Some lines hold the string "BTreeMap". Copy all of them from the material that follows.
=== Information provided ===
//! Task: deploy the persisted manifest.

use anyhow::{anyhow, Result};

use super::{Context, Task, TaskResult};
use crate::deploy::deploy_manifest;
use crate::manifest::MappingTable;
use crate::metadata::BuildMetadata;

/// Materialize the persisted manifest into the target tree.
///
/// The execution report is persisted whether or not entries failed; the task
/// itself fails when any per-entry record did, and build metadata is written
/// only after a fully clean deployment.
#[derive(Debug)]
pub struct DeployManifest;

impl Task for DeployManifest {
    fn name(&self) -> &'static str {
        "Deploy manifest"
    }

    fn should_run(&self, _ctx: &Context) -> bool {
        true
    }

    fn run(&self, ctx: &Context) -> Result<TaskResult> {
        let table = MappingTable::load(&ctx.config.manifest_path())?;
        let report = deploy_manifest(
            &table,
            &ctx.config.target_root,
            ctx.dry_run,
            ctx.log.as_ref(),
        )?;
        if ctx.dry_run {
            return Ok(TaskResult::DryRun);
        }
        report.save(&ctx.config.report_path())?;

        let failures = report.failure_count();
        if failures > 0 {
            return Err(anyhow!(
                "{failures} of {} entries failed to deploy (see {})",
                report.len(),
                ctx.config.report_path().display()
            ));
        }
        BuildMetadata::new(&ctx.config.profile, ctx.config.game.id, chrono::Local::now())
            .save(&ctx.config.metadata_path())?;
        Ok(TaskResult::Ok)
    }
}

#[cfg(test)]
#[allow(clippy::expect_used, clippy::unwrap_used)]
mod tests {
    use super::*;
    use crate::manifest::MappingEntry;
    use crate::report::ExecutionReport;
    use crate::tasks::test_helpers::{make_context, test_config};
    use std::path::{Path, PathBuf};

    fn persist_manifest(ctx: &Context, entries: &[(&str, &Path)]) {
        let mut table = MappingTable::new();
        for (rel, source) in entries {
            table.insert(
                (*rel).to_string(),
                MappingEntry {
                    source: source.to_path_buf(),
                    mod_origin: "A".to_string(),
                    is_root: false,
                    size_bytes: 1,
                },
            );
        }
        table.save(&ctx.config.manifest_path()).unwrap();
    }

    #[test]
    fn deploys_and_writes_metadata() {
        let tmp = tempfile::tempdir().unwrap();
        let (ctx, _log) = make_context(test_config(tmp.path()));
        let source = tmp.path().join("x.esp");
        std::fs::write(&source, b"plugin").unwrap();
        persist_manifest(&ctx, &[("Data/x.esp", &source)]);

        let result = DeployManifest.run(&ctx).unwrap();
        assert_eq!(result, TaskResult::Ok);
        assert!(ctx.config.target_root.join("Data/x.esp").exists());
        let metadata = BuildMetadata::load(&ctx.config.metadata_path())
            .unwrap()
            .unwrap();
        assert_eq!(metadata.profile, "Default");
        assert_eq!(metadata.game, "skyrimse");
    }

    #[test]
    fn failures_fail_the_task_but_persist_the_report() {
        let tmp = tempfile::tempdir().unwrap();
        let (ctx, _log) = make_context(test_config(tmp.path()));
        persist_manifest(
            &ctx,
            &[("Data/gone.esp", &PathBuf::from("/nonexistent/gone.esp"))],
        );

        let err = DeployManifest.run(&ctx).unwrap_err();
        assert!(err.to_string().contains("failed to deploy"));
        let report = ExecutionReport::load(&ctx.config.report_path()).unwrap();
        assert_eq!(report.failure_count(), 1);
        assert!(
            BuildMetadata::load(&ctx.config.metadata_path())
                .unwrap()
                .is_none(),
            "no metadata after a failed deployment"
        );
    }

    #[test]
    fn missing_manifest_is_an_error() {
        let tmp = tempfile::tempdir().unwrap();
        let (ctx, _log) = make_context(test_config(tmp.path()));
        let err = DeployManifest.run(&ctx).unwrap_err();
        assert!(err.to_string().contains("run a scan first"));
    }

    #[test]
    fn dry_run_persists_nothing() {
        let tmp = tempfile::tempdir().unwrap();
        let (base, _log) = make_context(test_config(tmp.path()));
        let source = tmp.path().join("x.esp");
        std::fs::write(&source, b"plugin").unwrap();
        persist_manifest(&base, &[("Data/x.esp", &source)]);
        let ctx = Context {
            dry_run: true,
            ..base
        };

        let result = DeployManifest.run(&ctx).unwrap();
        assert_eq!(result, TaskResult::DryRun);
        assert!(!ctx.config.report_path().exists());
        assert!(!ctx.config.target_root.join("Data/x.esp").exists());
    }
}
===
=== Information provided ===
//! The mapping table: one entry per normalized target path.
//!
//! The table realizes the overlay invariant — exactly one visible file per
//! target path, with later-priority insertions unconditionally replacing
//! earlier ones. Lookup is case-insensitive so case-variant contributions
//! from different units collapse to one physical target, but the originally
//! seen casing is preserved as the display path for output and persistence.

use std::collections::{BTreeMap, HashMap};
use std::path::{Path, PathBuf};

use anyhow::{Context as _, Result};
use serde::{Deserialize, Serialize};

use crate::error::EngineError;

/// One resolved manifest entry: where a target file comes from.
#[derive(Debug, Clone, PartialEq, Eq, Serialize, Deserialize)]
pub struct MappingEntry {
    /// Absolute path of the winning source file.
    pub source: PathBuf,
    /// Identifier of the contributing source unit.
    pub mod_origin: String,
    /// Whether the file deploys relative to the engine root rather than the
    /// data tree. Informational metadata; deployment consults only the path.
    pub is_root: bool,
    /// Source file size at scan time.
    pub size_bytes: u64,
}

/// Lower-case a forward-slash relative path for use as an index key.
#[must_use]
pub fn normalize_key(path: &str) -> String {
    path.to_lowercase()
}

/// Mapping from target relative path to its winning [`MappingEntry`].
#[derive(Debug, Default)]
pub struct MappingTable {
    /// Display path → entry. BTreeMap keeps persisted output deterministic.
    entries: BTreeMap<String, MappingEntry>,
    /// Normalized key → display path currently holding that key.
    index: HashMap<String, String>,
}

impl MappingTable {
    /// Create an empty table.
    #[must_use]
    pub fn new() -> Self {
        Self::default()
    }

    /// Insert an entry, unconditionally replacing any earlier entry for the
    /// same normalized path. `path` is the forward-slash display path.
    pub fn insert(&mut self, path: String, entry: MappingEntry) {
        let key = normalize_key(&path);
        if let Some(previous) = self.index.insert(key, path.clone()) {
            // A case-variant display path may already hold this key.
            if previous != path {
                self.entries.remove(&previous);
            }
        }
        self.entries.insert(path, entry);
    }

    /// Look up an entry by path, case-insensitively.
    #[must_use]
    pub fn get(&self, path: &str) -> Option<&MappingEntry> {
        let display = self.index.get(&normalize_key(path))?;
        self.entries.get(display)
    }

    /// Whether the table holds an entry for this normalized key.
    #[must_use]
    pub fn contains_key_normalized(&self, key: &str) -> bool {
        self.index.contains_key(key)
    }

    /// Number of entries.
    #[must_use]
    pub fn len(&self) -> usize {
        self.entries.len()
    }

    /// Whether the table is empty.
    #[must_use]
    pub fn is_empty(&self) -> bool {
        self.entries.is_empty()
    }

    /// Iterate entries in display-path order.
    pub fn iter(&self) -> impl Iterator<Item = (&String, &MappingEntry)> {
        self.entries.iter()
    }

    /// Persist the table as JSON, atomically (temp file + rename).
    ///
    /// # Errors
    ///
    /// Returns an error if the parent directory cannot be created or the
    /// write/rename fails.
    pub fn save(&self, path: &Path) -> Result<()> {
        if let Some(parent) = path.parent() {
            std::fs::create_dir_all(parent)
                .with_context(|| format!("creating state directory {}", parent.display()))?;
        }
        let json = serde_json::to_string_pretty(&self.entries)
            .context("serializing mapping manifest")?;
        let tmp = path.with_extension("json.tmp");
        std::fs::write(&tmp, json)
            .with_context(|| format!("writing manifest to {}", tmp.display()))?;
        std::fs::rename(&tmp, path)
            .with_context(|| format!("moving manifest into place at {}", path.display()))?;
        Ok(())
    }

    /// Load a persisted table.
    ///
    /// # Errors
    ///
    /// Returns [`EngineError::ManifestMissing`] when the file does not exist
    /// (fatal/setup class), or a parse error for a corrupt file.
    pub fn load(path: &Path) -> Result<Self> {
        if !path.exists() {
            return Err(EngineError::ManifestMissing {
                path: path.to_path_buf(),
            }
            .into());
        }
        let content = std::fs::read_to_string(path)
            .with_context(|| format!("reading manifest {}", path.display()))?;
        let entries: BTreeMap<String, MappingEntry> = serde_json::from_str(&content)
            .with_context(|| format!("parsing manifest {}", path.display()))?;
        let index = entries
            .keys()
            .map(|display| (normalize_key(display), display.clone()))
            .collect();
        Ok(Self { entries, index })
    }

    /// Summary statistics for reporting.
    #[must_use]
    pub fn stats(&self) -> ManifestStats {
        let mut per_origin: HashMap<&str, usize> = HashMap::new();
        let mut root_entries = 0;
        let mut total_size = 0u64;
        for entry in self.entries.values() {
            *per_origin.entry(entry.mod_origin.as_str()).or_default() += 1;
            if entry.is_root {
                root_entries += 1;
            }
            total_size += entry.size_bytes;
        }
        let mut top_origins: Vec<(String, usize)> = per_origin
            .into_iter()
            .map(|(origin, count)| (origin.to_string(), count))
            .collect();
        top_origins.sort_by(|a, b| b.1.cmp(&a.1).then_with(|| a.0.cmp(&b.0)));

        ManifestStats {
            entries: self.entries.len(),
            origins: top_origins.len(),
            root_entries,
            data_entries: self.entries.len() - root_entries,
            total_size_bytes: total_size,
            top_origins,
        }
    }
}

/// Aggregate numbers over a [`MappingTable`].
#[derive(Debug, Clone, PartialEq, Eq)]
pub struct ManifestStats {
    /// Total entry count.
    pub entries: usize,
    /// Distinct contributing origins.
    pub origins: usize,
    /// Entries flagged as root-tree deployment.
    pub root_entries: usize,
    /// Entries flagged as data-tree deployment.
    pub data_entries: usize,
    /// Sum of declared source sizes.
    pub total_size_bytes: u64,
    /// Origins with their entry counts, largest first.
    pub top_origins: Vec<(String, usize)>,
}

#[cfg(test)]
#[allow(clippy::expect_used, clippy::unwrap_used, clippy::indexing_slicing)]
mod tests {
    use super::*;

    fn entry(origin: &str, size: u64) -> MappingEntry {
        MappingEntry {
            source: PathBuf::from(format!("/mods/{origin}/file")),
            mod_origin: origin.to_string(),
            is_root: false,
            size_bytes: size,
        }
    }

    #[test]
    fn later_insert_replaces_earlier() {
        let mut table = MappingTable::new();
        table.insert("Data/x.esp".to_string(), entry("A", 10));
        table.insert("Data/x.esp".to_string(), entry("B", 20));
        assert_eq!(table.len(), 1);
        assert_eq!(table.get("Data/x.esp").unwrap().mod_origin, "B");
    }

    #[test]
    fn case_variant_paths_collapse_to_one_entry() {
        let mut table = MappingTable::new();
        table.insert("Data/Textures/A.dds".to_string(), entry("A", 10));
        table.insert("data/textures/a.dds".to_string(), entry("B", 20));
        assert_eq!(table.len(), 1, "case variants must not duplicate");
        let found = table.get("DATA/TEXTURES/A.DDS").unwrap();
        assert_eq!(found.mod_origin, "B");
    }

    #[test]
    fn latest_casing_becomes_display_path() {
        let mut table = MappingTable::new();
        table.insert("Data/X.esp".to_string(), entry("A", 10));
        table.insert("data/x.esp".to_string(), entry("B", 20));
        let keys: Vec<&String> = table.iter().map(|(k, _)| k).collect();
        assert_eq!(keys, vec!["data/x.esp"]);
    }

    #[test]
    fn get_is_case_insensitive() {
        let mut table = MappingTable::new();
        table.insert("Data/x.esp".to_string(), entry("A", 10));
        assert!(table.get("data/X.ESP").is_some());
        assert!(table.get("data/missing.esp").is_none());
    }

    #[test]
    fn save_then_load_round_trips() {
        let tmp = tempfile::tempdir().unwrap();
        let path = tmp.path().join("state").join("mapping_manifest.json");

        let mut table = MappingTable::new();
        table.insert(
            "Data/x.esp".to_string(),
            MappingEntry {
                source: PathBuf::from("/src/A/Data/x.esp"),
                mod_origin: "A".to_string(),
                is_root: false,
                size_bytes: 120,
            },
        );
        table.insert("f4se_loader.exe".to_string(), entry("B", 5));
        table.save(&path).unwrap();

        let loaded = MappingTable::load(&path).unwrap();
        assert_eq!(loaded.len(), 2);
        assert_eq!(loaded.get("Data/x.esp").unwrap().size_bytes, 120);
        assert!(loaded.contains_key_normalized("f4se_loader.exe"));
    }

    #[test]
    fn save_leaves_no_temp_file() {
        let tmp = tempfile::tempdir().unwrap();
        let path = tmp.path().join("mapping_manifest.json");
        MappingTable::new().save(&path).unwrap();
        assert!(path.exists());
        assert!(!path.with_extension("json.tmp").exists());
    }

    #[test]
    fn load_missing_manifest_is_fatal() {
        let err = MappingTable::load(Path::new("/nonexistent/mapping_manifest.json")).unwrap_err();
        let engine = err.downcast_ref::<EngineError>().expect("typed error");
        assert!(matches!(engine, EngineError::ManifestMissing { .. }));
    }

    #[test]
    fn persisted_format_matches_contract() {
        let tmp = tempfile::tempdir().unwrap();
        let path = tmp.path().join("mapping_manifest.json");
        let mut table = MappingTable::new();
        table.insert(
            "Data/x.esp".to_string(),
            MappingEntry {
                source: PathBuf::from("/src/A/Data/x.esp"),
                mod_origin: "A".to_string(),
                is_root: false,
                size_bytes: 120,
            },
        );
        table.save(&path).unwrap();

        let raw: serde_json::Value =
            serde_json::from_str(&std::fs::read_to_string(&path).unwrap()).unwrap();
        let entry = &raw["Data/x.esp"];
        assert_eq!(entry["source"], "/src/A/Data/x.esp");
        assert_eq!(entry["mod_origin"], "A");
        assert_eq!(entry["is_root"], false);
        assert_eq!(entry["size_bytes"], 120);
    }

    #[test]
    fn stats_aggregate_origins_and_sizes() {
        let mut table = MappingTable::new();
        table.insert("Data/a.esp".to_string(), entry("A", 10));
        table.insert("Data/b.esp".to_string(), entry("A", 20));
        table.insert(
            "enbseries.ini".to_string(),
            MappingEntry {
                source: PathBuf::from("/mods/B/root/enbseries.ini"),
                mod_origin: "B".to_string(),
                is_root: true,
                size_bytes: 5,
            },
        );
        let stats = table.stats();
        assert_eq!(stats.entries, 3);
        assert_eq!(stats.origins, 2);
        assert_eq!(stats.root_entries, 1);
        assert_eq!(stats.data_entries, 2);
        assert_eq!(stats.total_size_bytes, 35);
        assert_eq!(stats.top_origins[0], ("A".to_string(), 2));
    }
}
===
[Task response]:
use std::collections::{BTreeMap, HashMap};
    /// Display path → entry. BTreeMap keeps persisted output deterministic.
    entries: BTreeMap<String, MappingEntry>,
        let entries: BTreeMap<String, MappingEntry> = serde_json::from_str(&content)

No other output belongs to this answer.